Dataset entries:
☆ ☆ ☆ ☆ ☆

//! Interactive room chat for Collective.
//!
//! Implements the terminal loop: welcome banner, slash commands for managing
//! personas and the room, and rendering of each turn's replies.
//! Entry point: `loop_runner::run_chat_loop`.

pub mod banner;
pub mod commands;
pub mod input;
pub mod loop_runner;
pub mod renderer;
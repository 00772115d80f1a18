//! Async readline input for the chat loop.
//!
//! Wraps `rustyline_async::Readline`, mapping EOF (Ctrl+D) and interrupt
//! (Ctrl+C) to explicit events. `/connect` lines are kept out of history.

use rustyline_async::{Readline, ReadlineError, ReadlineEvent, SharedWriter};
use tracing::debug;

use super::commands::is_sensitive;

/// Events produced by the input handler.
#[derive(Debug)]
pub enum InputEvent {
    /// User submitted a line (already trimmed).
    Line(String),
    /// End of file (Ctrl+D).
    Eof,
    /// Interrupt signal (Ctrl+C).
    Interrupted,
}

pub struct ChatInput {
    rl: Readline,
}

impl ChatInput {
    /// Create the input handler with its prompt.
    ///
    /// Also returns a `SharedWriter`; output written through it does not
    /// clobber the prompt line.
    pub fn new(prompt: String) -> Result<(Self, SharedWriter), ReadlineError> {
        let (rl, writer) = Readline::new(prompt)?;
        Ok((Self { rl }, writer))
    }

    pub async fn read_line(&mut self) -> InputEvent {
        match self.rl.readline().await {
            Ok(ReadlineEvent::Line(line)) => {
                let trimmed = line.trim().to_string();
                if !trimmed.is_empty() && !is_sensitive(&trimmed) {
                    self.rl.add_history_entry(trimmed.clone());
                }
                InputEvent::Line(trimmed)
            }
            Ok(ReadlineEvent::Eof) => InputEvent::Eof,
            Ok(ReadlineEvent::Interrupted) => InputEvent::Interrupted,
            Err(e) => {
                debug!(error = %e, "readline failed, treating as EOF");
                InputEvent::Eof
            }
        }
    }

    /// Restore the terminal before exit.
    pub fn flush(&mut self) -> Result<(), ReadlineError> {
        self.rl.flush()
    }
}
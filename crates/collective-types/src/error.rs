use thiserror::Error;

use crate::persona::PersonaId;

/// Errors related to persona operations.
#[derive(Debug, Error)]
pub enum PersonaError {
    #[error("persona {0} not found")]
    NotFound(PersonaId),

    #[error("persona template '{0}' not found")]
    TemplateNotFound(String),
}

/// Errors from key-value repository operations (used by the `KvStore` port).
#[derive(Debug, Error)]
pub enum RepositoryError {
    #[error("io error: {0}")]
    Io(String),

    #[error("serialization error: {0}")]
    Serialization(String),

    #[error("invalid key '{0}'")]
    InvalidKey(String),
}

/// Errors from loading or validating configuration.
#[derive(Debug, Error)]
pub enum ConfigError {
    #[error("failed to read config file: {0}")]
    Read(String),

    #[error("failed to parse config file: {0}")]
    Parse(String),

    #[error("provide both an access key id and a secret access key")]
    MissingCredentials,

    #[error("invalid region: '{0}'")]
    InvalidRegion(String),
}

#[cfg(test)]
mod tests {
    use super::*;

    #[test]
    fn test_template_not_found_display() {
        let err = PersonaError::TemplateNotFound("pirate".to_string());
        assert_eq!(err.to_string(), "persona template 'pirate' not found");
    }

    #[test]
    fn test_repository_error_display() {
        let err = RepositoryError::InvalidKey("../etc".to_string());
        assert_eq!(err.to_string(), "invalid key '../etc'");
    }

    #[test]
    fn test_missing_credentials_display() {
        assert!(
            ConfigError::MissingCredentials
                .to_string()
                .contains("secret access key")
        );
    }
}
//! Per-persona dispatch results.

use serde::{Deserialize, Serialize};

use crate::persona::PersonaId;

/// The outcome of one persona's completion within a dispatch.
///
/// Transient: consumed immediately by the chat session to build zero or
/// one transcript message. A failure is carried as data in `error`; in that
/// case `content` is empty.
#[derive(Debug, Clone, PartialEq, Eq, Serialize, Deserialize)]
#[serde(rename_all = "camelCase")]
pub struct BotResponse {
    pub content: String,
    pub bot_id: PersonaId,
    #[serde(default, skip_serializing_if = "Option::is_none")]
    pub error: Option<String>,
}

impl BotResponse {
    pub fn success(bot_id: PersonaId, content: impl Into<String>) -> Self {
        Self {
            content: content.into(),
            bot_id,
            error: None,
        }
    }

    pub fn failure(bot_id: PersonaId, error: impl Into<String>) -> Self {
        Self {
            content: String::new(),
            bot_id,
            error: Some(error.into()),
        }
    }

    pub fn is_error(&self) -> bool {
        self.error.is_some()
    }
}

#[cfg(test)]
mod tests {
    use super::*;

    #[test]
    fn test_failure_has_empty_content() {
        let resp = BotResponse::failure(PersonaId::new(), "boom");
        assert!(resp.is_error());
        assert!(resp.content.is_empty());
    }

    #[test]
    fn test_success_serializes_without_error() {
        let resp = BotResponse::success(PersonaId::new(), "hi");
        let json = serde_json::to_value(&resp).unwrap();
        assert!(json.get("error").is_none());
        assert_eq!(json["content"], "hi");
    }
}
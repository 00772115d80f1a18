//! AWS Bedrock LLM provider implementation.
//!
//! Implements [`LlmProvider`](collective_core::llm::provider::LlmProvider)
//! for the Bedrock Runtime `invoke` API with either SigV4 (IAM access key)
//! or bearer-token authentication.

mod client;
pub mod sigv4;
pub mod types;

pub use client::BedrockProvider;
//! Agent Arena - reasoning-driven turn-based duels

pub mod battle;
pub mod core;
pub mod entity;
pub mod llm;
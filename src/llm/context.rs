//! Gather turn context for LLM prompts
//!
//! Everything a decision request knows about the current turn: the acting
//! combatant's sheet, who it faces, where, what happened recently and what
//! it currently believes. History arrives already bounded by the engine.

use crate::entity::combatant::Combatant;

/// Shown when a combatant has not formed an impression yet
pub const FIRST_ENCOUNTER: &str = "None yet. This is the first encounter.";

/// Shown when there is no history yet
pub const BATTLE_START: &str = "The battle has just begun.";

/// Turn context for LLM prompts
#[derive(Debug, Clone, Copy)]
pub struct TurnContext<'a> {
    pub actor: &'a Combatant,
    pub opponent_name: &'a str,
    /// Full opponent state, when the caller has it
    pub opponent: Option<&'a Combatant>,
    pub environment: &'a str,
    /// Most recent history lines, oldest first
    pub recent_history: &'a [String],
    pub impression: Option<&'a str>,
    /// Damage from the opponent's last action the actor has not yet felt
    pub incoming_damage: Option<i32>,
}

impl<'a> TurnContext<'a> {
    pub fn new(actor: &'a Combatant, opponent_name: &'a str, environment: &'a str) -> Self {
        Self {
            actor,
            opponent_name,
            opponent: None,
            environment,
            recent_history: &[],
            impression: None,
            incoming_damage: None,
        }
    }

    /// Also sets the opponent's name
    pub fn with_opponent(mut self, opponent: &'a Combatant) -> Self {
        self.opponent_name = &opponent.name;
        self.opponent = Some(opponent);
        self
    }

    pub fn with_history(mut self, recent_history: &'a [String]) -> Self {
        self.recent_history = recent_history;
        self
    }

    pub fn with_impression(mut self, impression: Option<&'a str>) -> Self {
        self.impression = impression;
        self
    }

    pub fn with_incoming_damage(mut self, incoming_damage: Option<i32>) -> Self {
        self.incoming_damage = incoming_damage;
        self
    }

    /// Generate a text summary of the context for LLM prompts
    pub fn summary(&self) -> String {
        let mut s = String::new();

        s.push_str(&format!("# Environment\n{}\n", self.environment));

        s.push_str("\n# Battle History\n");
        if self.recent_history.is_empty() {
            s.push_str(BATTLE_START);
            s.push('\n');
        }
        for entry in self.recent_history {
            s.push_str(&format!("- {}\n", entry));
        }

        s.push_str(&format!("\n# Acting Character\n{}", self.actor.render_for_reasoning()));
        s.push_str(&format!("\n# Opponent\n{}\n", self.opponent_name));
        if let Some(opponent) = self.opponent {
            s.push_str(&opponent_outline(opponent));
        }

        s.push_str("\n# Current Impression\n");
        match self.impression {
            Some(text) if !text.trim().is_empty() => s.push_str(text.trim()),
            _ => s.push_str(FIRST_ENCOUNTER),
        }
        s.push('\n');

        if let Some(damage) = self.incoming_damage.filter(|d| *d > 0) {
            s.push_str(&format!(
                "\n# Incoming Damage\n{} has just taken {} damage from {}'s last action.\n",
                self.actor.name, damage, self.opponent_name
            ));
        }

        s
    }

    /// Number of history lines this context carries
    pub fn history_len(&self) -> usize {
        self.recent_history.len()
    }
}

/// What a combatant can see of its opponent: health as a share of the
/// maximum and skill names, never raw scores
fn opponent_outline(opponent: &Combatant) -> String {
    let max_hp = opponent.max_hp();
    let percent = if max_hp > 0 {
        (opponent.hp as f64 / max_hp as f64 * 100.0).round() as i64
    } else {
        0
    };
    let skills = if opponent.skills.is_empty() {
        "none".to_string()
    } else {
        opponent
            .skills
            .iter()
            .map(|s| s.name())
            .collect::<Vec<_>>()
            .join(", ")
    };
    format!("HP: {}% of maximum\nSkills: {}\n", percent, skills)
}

☆ ☆ ☆ ☆ ☆

To do. Write out a verbatim copy of the data, beginning with its first line and ending with the line that contains "if !trimmed.is_empty() &&".

Written response.
//! Interactive room chat for Collective.
//!
//! Implements the terminal loop: welcome banner, slash commands for managing
//! personas and the room, and rendering of each turn's replies.
//! Entry point: `loop_runner::run_chat_loop`.

pub mod banner;
pub mod commands;
pub mod input;
pub mod loop_runner;
pub mod renderer;
repository 00772115d80f1a18
//! Async readline input for the chat loop.
//!
//! Wraps `rustyline_async::Readline`, mapping EOF (Ctrl+D) and interrupt
//! (Ctrl+C) to explicit events. `/connect` lines are kept out of history.

use rustyline_async::{Readline, ReadlineError, ReadlineEvent, SharedWriter};
use tracing::debug;

use super::commands::is_sensitive;

/// Events produced by the input handler.
#[derive(Debug)]
pub enum InputEvent {
    /// User submitted a line (already trimmed).
    Line(String),
    /// End of file (Ctrl+D).
    Eof,
    /// Interrupt signal (Ctrl+C).
    Interrupted,
}

pub struct ChatInput {
    rl: Readline,
}

impl ChatInput {
    /// Create the input handler with its prompt.
    ///
    /// Also returns a `SharedWriter`; output written through it does not
    /// clobber the prompt line.
    pub fn new(prompt: String) -> Result<(Self, SharedWriter), ReadlineError> {
        let (rl, writer) = Readline::new(prompt)?;
        Ok((Self { rl }, writer))
    }

    pub async fn read_line(&mut self) -> InputEvent {
        match self.rl.readline().await {
            Ok(ReadlineEvent::Line(line)) => {
                let trimmed = line.trim().to_string();
                if !trimmed.is_empty() && !is_sensitive(&trimmed) {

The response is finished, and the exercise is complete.